Figure 3.

Ectopic expression of IFITM proteins in CD4+ HuT78 and THP-1 cells equivalently inhibits entry of HIV-1 CXCR4 and CCR5 isolates. Experiments were performed the same as described for Figure 1 and Figure 2, except that HuT78 and THP-1 cells expressing individual IFITMs were used for infection. (A) IFITM1, 2, 3 expression levels in HuT78/CCR5 cells were examined by immunoblotting using an anti-FLAG antibody. (B,C) Infection of HIV-inGLuc bearing the Env of MLV 10A1, HIV-1 NL4.3, AD8 or 89.6, indicative of entry, in HuT78/CCR5 cells was shown. Relative entry efficiency was shown in (B) and absolute luciferase activities were plotted in (C). (D) IFITM1, 2, 3 expression levels in THP-1/CCR5 cells were examined by immunoblotting using an anti-FLAG antibody. (E,F) Infection of HIV-inGLuc bearing the Env of MLV 10A1, HIV-1 NL4.3, AD8 or 89.6, indicative of entry, in THP-1/CCR5 cells was presented.
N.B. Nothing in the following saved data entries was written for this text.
use super::ids::{CustomerId, LoanId, SettlementId, TransactionId};
use super::money::Amount;
use super::transaction::AchTransaction;
use chrono::NaiveDate;
use serde::{Deserialize, Serialize};

/// Ledger entry for funds received from a cleared debit.
///
/// Keyed naturally by `transaction_id`: a transaction settles at most once.
#[derive(Debug, Clone, PartialEq, Eq, Serialize, Deserialize)]
pub struct SettlementRecord {
    pub id: SettlementId,
    pub transaction_id: TransactionId,
    pub loan_id: LoanId,
    pub customer_id: CustomerId,
    pub amount: Amount,
    pub received_on: NaiveDate,
}

impl SettlementRecord {
    pub fn for_transaction(txn: &AchTransaction, received_on: NaiveDate) -> Self {
        Self {
            id: SettlementId::generate(),
            transaction_id: txn.id,
            loan_id: txn.loan_id.clone(),
            customer_id: txn.customer_id.clone(),
            amount: txn.amount,
            received_on,
        }
    }
}
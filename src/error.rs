use thiserror::Error;

#[derive(Error, Debug)]
pub enum AutopayError {
    #[error("Validation error: {0}")]
    ValidationError(String),
    #[error("Bank account verification failed: {0}")]
    VerificationFailed(String),
    #[error("Invalid transition: {0}")]
    InvalidTransition(String),
    #[error("Not found: {0}")]
    NotFound(String),
    #[error("Conflict: {0}")]
    Conflict(String),
    #[error("Processor error: {0}")]
    ProcessorError(String),
    #[error("ACH autopay is not enabled")]
    Disabled,
    #[error("Configuration error: {0}")]
    ConfigError(String),
    #[error("CSV error: {0}")]
    CsvError(#[from] csv::Error),
    #[error("IO error: {0}")]
    IoError(#[from] std::io::Error),
    #[error("Internal error: {0}")]
    InternalError(Box<dyn std::error::Error + Send + Sync>),
}

impl From<config::ConfigError> for AutopayError {
    fn from(err: config::ConfigError) -> Self {
        AutopayError::ConfigError(err.to_string())
    }
}

impl From<serde_json::Error> for AutopayError {
    fn from(err: serde_json::Error) -> Self {
        AutopayError::InternalError(Box::new(err))
    }
}

#[cfg(feature = "storage-rocksdb")]
impl From<rocksdb::Error> for AutopayError {
    fn from(err: rocksdb::Error) -> Self {
        AutopayError::InternalError(Box::new(err))
    }
}

pub type Result<T> = std::result::Result<T, AutopayError>;
use crate::error::AutopayError;
use rust_decimal::{Decimal, RoundingStrategy};
use serde::{Deserialize, Serialize};
use std::fmt;

/// A monetary amount for a debit, at least one cent.
///
/// Smaller values are rejected at construction since they would go out as
/// `0.00`, so any `Amount` in a transaction can be submitted as-is.
#[derive(Debug, Clone, Copy, PartialEq, Eq, PartialOrd, Serialize, Deserialize)]
#[serde(try_from = "Decimal", into = "Decimal")]
pub struct Amount(Decimal);

impl Amount {
    pub const MIN: Decimal = Decimal::from_parts(1, 0, 0, false, 2);

    pub fn new(value: Decimal) -> Result<Self, AutopayError> {
        if value >= Self::MIN {
            Ok(Self(value))
        } else {
            Err(AutopayError::ValidationError(format!(
                "Amount must be at least {}",
                Self::MIN
            )))
        }
    }

    pub fn value(&self) -> Decimal {
        self.0
    }

    /// Formats the amount with exactly two decimal places, as the processor expects.
    pub fn to_wire(&self) -> String {
        let mut rounded = self
            .0
            .round_dp_with_strategy(2, RoundingStrategy::MidpointAwayFromZero);
        rounded.rescale(2);
        rounded.to_string()
    }
}

impl TryFrom<Decimal> for Amount {
    type Error = AutopayError;

    fn try_from(value: Decimal) -> Result<Self, Self::Error> {
        Self::new(value)
    }
}

impl From<Amount> for Decimal {
    fn from(amount: Amount) -> Self {
        amount.0
    }
}

impl fmt::Display for Amount {
    fn fmt(&self, f: &mut fmt::Formatter<'_>) -> fmt::Result {
        f.write_str(&self.to_wire())
    }
}

#[cfg(test)]
mod tests {
    use super::*;
    use rust_decimal_macros::dec;

    #[test]
    fn test_amount_validation() {
        assert!(Amount::new(dec!(1.0)).is_ok());
        assert!(matches!(
            Amount::new(dec!(0.0)),
            Err(AutopayError::ValidationError(_))
        ));
        assert!(matches!(
            Amount::new(dec!(-1.0)),
            Err(AutopayError::ValidationError(_))
        ));
    }

    #[test]
    fn test_amount_wire_format_has_two_places() {
        assert_eq!(Amount::new(dec!(150)).unwrap().to_wire(), "150.00");
        assert_eq!(Amount::new(dec!(99.5)).unwrap().to_wire(), "99.50");
        assert_eq!(Amount::new(dec!(10.005)).unwrap().to_wire(), "10.01");
        assert_eq!(Amount::new(dec!(0.01)).unwrap().to_wire(), "0.01");
    }

    #[test]
    fn test_sub_cent_amount_is_rejected() {
        assert!(matches!(
            Amount::new(dec!(0.001)),
            Err(AutopayError::ValidationError(_))
        ));
        assert!(matches!(
            Amount::new(dec!(0.009)),
            Err(AutopayError::ValidationError(_))
        ));
        assert!(serde_json::from_str::<Amount>("\"0.004\"").is_err());
    }

    #[test]
    fn test_amount_deserialization_rejects_non_positive() {
        let ok: Amount = serde_json::from_str("\"12.34\"").unwrap();
        assert_eq!(ok.value(), dec!(12.34));
        assert!(serde_json::from_str::<Amount>("\"0\"").is_err());
    }
}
Relative entry efficiency was shown in (E) and absolute luciferase activities were plotted in (F). (G) Expression of FLAG-tagged and untagged wildtype (WT) IFITMs in SupT1 cells, as well as their comparisons with endogenous IFITMs in SupT1 cells induced by IFNα2b treatment (0, 100, 300 and 1000 U/mL). β-actin served as loading control. (H) Effect of FLAG-tagged and WT IFITMs on HIV-1 NL4.3 inGLuc infection in SupT1 cells determined by gaussia luciferase activities 48 h after infection. Data are mean ± SD from at least three independent experiments; * p < 0.05, ** p < 0.01, *** p < 0.001.